There is a red thread that links the defeat suffered by the British at Gandamak in 1842, the withdrawal (despite the victory) of the red jackets from Kandahar in 1881, the defeat of the Red Army in the decade 1979-1989 and the hasty flight of the Coalition. after twenty years of war and guerrilla today. And this "red thread" is that of the lack of understanding of Afghanistan, of its profound essence.

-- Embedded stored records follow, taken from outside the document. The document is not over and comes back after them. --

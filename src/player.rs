//! Playback state for one video: position, play/pause and the quiz overlay.
//!
//! The engine never touches a media element. A front end forwards media
//! events (`time_update`, `ended`, user clicks) and renders whatever state the
//! engine reports back.

use log::debug;

use crate::constants::QUIZ_TRIGGER_WINDOW;
use crate::models::{Note, Quiz, Video, VideoDetails};
use crate::timeline::{merge_timeline, TimelineEntry};

#[derive(Debug, Clone, PartialEq, Eq, thiserror::Error)]
pub enum PlayerError {
    #[error("Close the open quiz before resuming playback")]
    QuizOpen,

    #[error("No quiz is open")]
    NoActiveQuiz,

    #[error("Quiz answer already submitted")]
    AlreadyAnswered,

    #[error("Select an answer before submitting")]
    NoSelection,

    #[error("Option {index} is out of range for {len} options")]
    OptionOutOfRange { index: usize, len: usize },
}

/// Answer state of the open quiz. Moves one way, from unanswered to answered.
#[derive(Debug, Clone, Copy, PartialEq, Eq)]
pub enum QuizAnswer {
    Unanswered { selected: Option<usize> },
    Answered { selected: usize },
}

/// Result revealed once an answer is submitted
#[derive(Debug, Clone, Copy, PartialEq, Eq)]
pub struct QuizFeedback {
    pub selected: usize,
    pub correct_answer: i64,
    pub is_correct: bool,
}

#[derive(Debug, Clone, PartialEq)]
pub struct ActiveQuiz {
    pub quiz: Quiz,
    pub answer: QuizAnswer,
}

impl ActiveQuiz {
    fn new(quiz: Quiz) -> Self {
        Self {
            quiz,
            answer: QuizAnswer::Unanswered { selected: None },
        }
    }

    /// Feedback for a submitted answer, `None` while unanswered
    pub fn feedback(&self) -> Option<QuizFeedback> {
        match self.answer {
            QuizAnswer::Answered { selected } => Some(QuizFeedback {
                selected,
                correct_answer: self.quiz.correct_answer,
                is_correct: self.quiz.is_correct(selected),
            }),
            QuizAnswer::Unanswered { .. } => None,
        }
    }
}

#[derive(Debug, Clone, Default)]
pub struct PlaybackEngine {
    video: Option<Video>,
    notes: Vec<Note>,
    quizzes: Vec<Quiz>,
    timeline: Vec<TimelineEntry>,
    position: f64,
    duration: Option<f64>,
    playing: bool,
    last_checked: f64,
    active_quiz: Option<ActiveQuiz>,
}

impl PlaybackEngine {
    pub fn new() -> Self {
        Self::default()
    }

    /// Start over with a freshly fetched video
    pub fn load(&mut self, details: VideoDetails) {
        *self = Self::default();
        self.duration = details.video.duration.filter(|d| d.is_finite() && *d > 0.0);
        self.video = Some(details.video);
        self.set_annotations(details.notes, details.quizzes);
    }

    /// Replace annotations after a refetch, keeping playback state
    pub fn refresh(&mut self, details: VideoDetails) {
        if self.duration.is_none() {
            self.duration = details.video.duration.filter(|d| d.is_finite() && *d > 0.0);
        }
        self.video = Some(details.video);
        self.set_annotations(details.notes, details.quizzes);
    }

    fn set_annotations(&mut self, notes: Vec<Note>, quizzes: Vec<Quiz>) {
        self.timeline = merge_timeline(&notes, &quizzes);
        self.notes = notes;
        self.quizzes = quizzes;
    }

    /// Media metadata finished loading
    pub fn set_duration(&mut self, duration: f64) {
        if duration.is_finite() && duration > 0.0 {
            self.duration = Some(duration);
        }
    }

    pub fn video(&self) -> Option<&Video> {
        self.video.as_ref()
    }

    pub fn notes(&self) -> &[Note] {
        &self.notes
    }

    pub fn quizzes(&self) -> &[Quiz] {
        &self.quizzes
    }

    pub fn timeline(&self) -> &[TimelineEntry] {
        &self.timeline
    }

    pub fn position(&self) -> f64 {
        self.position
    }

    pub fn duration(&self) -> Option<f64> {
        self.duration
    }

    pub fn is_playing(&self) -> bool {
        self.playing
    }

    pub fn active_quiz(&self) -> Option<&ActiveQuiz> {
        self.active_quiz.as_ref()
    }

    pub fn play(&mut self) -> Result<(), PlayerError> {
        if self.active_quiz.is_some() {
            return Err(PlayerError::QuizOpen);
        }
        self.playing = true;
        Ok(())
    }

    pub fn pause(&mut self) {
        self.playing = false;
    }

    pub fn toggle_play(&mut self) -> Result<bool, PlayerError> {
        if self.playing {
            self.pause();
        } else {
            self.play()?;
        }
        Ok(self.playing)
    }

    pub fn ended(&mut self) {
        self.playing = false;
        if let Some(duration) = self.duration {
            self.position = duration;
        }
    }

    fn clamp(&self, position: f64) -> f64 {
        let position = if position.is_finite() { position.max(0.0) } else { 0.0 };
        match self.duration {
            Some(duration) => position.min(duration),
            None => position,
        }
    }

    /// Periodic position report from the media element.
    ///
    /// Returns the id of a quiz that was opened by this update.
    pub fn time_update(&mut self, position: f64) -> Option<i64> {
        self.position = self.clamp(position);
        self.check_quiz_trigger()
    }

    /// Move the playhead directly. Triggers are only checked while playing.
    pub fn seek(&mut self, position: f64) -> Option<i64> {
        self.position = self.clamp(position);
        self.check_quiz_trigger()
    }

    /// Seek to a timeline entry
    pub fn jump_to(&mut self, timestamp: f64) -> Option<i64> {
        self.seek(timestamp)
    }

    // Checks run only after the position has moved more than the window since
    // the last check, so a fast jump can step over a quiz entirely.
    fn check_quiz_trigger(&mut self) -> Option<i64> {
        if !self.playing || (self.position - self.last_checked).abs() <= QUIZ_TRIGGER_WINDOW {
            return None;
        }

        let position = self.position;
        let last_checked = self.last_checked;
        self.last_checked = position;

        if self.active_quiz.is_some() {
            return None;
        }
        let quiz = self
            .quizzes
            .iter()
            .find(|quiz| {
                (quiz.timestamp - position).abs() <= QUIZ_TRIGGER_WINDOW
                    && quiz.timestamp > last_checked
            })?
            .clone();

        debug!("Quiz {} reached at {:.2}s", quiz.id, position);
        let id = quiz.id;
        self.active_quiz = Some(ActiveQuiz::new(quiz));
        self.playing = false;
        Some(id)
    }

    pub fn select_answer(&mut self, index: usize) -> Result<(), PlayerError> {
        let active = self.active_quiz.as_mut().ok_or(PlayerError::NoActiveQuiz)?;
        if let QuizAnswer::Answered { .. } = active.answer {
            return Err(PlayerError::AlreadyAnswered);
        }
        let len = active.quiz.options.len();
        if index >= len {
            return Err(PlayerError::OptionOutOfRange { index, len });
        }
        active.answer = QuizAnswer::Unanswered {
            selected: Some(index),
        };
        Ok(())
    }

    /// Lock in the selected option and reveal the correct one
    pub fn submit_answer(&mut self) -> Result<QuizFeedback, PlayerError> {
        let active = self.active_quiz.as_mut().ok_or(PlayerError::NoActiveQuiz)?;
        let selected = match active.answer {
            QuizAnswer::Unanswered {
                selected: Some(selected),
            } => selected,
            QuizAnswer::Unanswered { selected: None } => return Err(PlayerError::NoSelection),
            QuizAnswer::Answered { .. } => return Err(PlayerError::AlreadyAnswered),
        };
        active.answer = QuizAnswer::Answered { selected };
        active.feedback().ok_or(PlayerError::NoSelection)
    }

    /// Dismiss the quiz and resume playback, answered or not
    pub fn close_quiz(&mut self) -> Result<(), PlayerError> {
        let closed = self.active_quiz.take().ok_or(PlayerError::NoActiveQuiz)?;
        // A dismissed quiz stays behind the last check until the playhead moves back.
        self.last_checked = self.last_checked.max(closed.quiz.timestamp);
        self.playing = true;
        Ok(())
    }
}
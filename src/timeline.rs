use crate::models::{Note, Quiz};

/// One annotation on the merged, chronological timeline
#[derive(Debug, Clone, PartialEq)]
pub enum TimelineEntry {
    Note(Note),
    Quiz(Quiz),
}

impl TimelineEntry {
    pub fn timestamp(&self) -> f64 {
        match self {
            TimelineEntry::Note(note) => note.timestamp,
            TimelineEntry::Quiz(quiz) => quiz.timestamp,
        }
    }

    pub fn id(&self) -> i64 {
        match self {
            TimelineEntry::Note(note) => note.id,
            TimelineEntry::Quiz(quiz) => quiz.id,
        }
    }

    pub fn kind(&self) -> &'static str {
        match self {
            TimelineEntry::Note(_) => "note",
            TimelineEntry::Quiz(_) => "quiz",
        }
    }

    /// Note text or quiz question
    pub fn text(&self) -> &str {
        match self {
            TimelineEntry::Note(note) => &note.note,
            TimelineEntry::Quiz(quiz) => &quiz.question,
        }
    }
}

/// Notes then quizzes, stably sorted ascending by timestamp.
///
/// Entries with equal timestamps keep their order from that concatenation.
pub fn merge_timeline(notes: &[Note], quizzes: &[Quiz]) -> Vec<TimelineEntry> {
    let mut entries: Vec<TimelineEntry> = notes
        .iter()
        .cloned()
        .map(TimelineEntry::Note)
        .chain(quizzes.iter().cloned().map(TimelineEntry::Quiz))
        .collect();
    entries.sort_by(|a, b| a.timestamp().total_cmp(&b.timestamp()));
    entries
}

/// Render seconds as `m:ss`, e.g. `83.9` -> `1:23`
pub fn format_timestamp(seconds: f64) -> String {
    let total = if seconds.is_finite() && seconds > 0.0 {
        seconds.floor() as u64
    } else {
        0
    };
    format!("{}:{:02}", total / 60, total % 60)
}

It is enough to look at the human development index, the infrastructural level, the progress in the quality of life that the troops and civilian officials of the Coalition have brought to the Afghan provinces which, for a period, they governed directly and then "de facto"; a positive work has inevitably been carried out but it is an "alternative model" of life with respect to the Afghan standards that could not be accepted by the population.

The same goes for the Afghan governmental institutions that are too weak, too distant from the people, unable to control the territory because they are modeled on the basis of Euro-Western statehood.

The Afghan army, trained and equipped by the Coalition, melted like snow in the sun in the face of the Taliban advance, entire departments crossed the borders with Iran and Pakistan handing over their weapons to avoid the sure Islamist retaliation and the the same "resistance front" announced by the government and some Western journalists is nothing more than the fruit of propaganda spread a few hours after the sure fall of Kabul.

As the Afghan tragedy unfolds, with Kabul becoming a new Saigon, and with the white flags of the Taliban flying in the suburbs, the "dream" of the Europeans in NATO (far more radical than the US neo-conservatives) to make this land of Central Asia a liberal democracy.

Americans were interested in hunting down terrorists in a "pacified" and warlord-dominated Afghanistan, perhaps the most realistic alternative to the Taliban Emirate, Europeans were instead "dazzled" by the dream of exporting democracy.

Afghanistan has been a reversed Iraq from this point of view and we have paid the consequences and we will pay dearly for them.